Synthesis and Antimicrobial Activities of N-(Heteroaryl-substituted)-p-toluenesulphonamides

Department of Pure and Industrial Chemistry, University of Nigeria, Nsukka, Enugu, Nigeria

Received 23 December 2013; Accepted 13 February 2014; Published 15 April 2014

Academic Editor: Ralph Nicholas Salvatore

Copyright © 2014 Ozoh Chinwe Francisca et al. This is an open access article distributed under the Creative Commons Attribution License, which permits unrestricted use, distribution, and reproduction in any medium, provided the original work is properly cited.

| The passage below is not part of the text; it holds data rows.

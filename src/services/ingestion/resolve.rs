//! Resolution of raw references into full payloads.

use serde_json::Value;

use crate::{
	models::ChainReference,
	services::blockchain::{ChainAdapter, DEFAULT_VERBOSITY},
};

/// Fetches the payload a reference points to.
///
/// Blocks are looked up by hash, then by height when the reference carries
/// one. `None` means the node does not know the reference (yet).
pub async fn resolve_reference<A>(adapter: &A, reference: &ChainReference) -> Option<Value>
where
	A: ChainAdapter + ?Sized,
{
	match reference {
		ChainReference::Transaction { hash } => adapter
			.get_txs_by_hash(std::slice::from_ref(hash))
			.await
			.into_iter()
			.next()
			.flatten(),
		ChainReference::Block { hash, height } => {
			if !hash.is_empty() {
				if let Some(block) = adapter.get_block_by_hash(hash, Some(DEFAULT_VERBOSITY)).await {
					return Some(block);
				}
			}
			match height {
				Some(height) => {
					adapter
						.get_block_by_number(*height, Some(DEFAULT_VERBOSITY))
						.await
				}
				None => None,
			}
		}
	}
}
//! Recovery sweeper.
//!
//! Two periodic sweeps over the coordination store:
//!
//! - unresolved retry: references the node could not resolve when they were
//!   pushed (`nulltx:*`, `nullblock:*`)
//! - gap backfill: block numbers whose publish failed or that were missed
//!   while no subscription was open (`blk:*`)
//!
//! Markers are deleted before publishing. A marker that never resolves
//! expires with its TTL.

use std::sync::Arc;
use tracing::{debug, info, instrument, warn};

use crate::{
	models::{ChainReference, Event, EventKind},
	services::{
		blockchain::{ChainAdapter, DEFAULT_VERBOSITY},
		coordination::{keys, CoordinationStore},
		ingestion::resolve_reference,
		publisher::EventPublisher,
	},
};

/// Counts from one sweep
#[derive(Debug, Clone, Copy, Default, PartialEq, Eq)]
pub struct SweepReport {
	/// Entries found in the store
	pub scanned: usize,
	/// Entries resolved and handed to the publisher
	pub published: usize,
	/// Set when the sweep did not run because services are offline
	pub skipped: bool,
}

impl SweepReport {
	fn skipped() -> Self {
		Self {
			skipped: true,
			..Self::default()
		}
	}
}

pub struct RecoverySweeper<A> {
	adapter: Arc<A>,
	store: Arc<dyn CoordinationStore>,
	publisher: Arc<dyn EventPublisher>,
}

impl<A: ChainAdapter> RecoverySweeper<A> {
	pub fn new(
		adapter: Arc<A>,
		store: Arc<dyn CoordinationStore>,
		publisher: Arc<dyn EventPublisher>,
	) -> Self {
		Self {
			adapter,
			store,
			publisher,
		}
	}

	/// Brokers are not reconnecting and a node is elected
	pub async fn services_online(&self) -> bool {
		if !self.adapter.elected_node().is_elected() {
			return false;
		}
		match self.store.get(keys::RECONNECT_LOCK_KEY).await {
			Ok(lock) => lock.is_none(),
			Err(e) => {
				warn!(error = %e, "Cannot read broker reconnect lock");
				false
			}
		}
	}

	async fn scan(&self, pattern: &str) -> Vec<String> {
		match self.store.keys(pattern).await {
			Ok(keys) => keys,
			Err(e) => {
				warn!(pattern = %pattern, error = %e, "Failed to scan recovery entries");
				Vec::new()
			}
		}
	}

	async fn delete(&self, keys: &[String]) -> bool {
		match self.store.del(keys).await {
			Ok(()) => true,
			Err(e) => {
				warn!(error = %e, "Failed to delete recovery entries, leaving them for the next sweep");
				false
			}
		}
	}

	/// Retries references marked unresolved
	#[instrument(skip(self), fields(blockchain = %self.adapter.blockchain()))]
	pub async fn retry_unresolved(&self) -> SweepReport {
		if !self.services_online().await {
			warn!("Services offline, skipping unresolved retry");
			return SweepReport::skipped();
		}

		let mut marker_keys = self.scan(keys::UNRESOLVED_TX_PATTERN).await;
		marker_keys.extend(self.scan(keys::UNRESOLVED_BLOCK_PATTERN).await);
		let scanned = marker_keys.len();
		if scanned == 0 {
			return SweepReport::default();
		}

		let (tx_keys, block_keys): (Vec<_>, Vec<_>) = marker_keys
			.into_iter()
			.filter_map(|key| keys::parse_unresolved_key(&key).map(|reference| (key, reference)))
			.partition(|(_, reference)| matches!(reference, ChainReference::Transaction { .. }));

		let blockchain = self.adapter.blockchain();
		let mut resolved: Vec<(String, Event)> = Vec::new();

		let hashes: Vec<String> = tx_keys
			.iter()
			.map(|(_, reference)| reference.hash().to_string())
			.collect();
		let txs = self.adapter.get_txs_by_hash(&hashes).await;
		for ((key, _), tx) in tx_keys.into_iter().zip(txs) {
			if let Some(tx) = tx {
				resolved.push((key, Event::transaction(blockchain.clone(), tx)));
			}
		}

		for (key, reference) in block_keys {
			if let Some(block) = resolve_reference(self.adapter.as_ref(), &reference).await {
				resolved.push((key, Event::block(blockchain.clone(), block)));
			}
		}

		if resolved.is_empty() {
			debug!(scanned, "No unresolved reference could be resolved yet");
			return SweepReport {
				scanned,
				..SweepReport::default()
			};
		}

		let resolved_keys: Vec<String> = resolved.iter().map(|(key, _)| key.clone()).collect();
		if !self.delete(&resolved_keys).await {
			return SweepReport {
				scanned,
				..SweepReport::default()
			};
		}

		for (_, event) in &resolved {
			let number = self
				.adapter
				.block_number(event.payload())
				.filter(|_| self.adapter.tracks_block_gaps() && event.kind() == EventKind::Block);
			self.publisher.send_to_exchange(event, number).await;
		}

		info!(scanned, published = resolved.len(), "Unresolved references recovered");
		SweepReport {
			scanned,
			published: resolved.len(),
			skipped: false,
		}
	}

	/// Publishes blocks recorded in the gap skip-list
	#[instrument(skip(self), fields(blockchain = %self.adapter.blockchain()))]
	pub async fn backfill_gaps(&self) -> SweepReport {
		if !self.adapter.tracks_block_gaps() {
			return SweepReport::default();
		}
		if !self.services_online().await {
			warn!("Services offline, skipping gap backfill");
			return SweepReport::skipped();
		}

		let gap_keys = self.scan(keys::GAP_PATTERN).await;
		let scanned = gap_keys.len();
		let mut numbers: Vec<u64> = gap_keys
			.iter()
			.filter_map(|key| keys::parse_gap_key(key))
			.collect();
		if numbers.is_empty() {
			return SweepReport {
				scanned,
				..SweepReport::default()
			};
		}
		numbers.sort_unstable();
		numbers.dedup();

		let mut fetched = Vec::new();
		for number in numbers {
			match self
				.adapter
				.get_block_by_number(number, Some(DEFAULT_VERBOSITY))
				.await
			{
				Some(block) => fetched.push((number, block)),
				None => debug!(block = number, "Block still unavailable"),
			}
		}

		if fetched.is_empty() {
			return SweepReport {
				scanned,
				..SweepReport::default()
			};
		}

		let fetched_keys: Vec<String> = fetched
			.iter()
			.map(|(number, _)| keys::gap_key(*number))
			.collect();
		if !self.delete(&fetched_keys).await {
			return SweepReport {
				scanned,
				..SweepReport::default()
			};
		}

		let blockchain = self.adapter.blockchain();
		let published = fetched.len();
		for (number, block) in fetched {
			let event = Event::block(blockchain.clone(), block);
			self.publisher.send_to_exchange(&event, Some(number)).await;
		}

		info!(scanned, published, "Gap backfill done");
		SweepReport {
			scanned,
			published,
			skipped: false,
		}
	}
}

A new class of N-(heteroaryl-substituted)-p-toluenesulphonamides has been synthesized exhibiting antibacterial and antifungal properties. The condensation reaction of p-toluenesulphonyl chloride 1 with appropriate substituted amino pyridines 2a–g in acetone furnished N-(heteroaryl-substituted)-p-toluenesulphonamides 3a–g. These derivatives were characterized by IR, 1H-, and 13C-NMR spectroscopy and were screened in vitro against gram-positive bacteria, gram-negative bacteria, and fungi organisms using agar-diffusion method. Results indicated improved biological activities over reference drugs such as Tetracycline (TCN) and Fluconazole (FLU).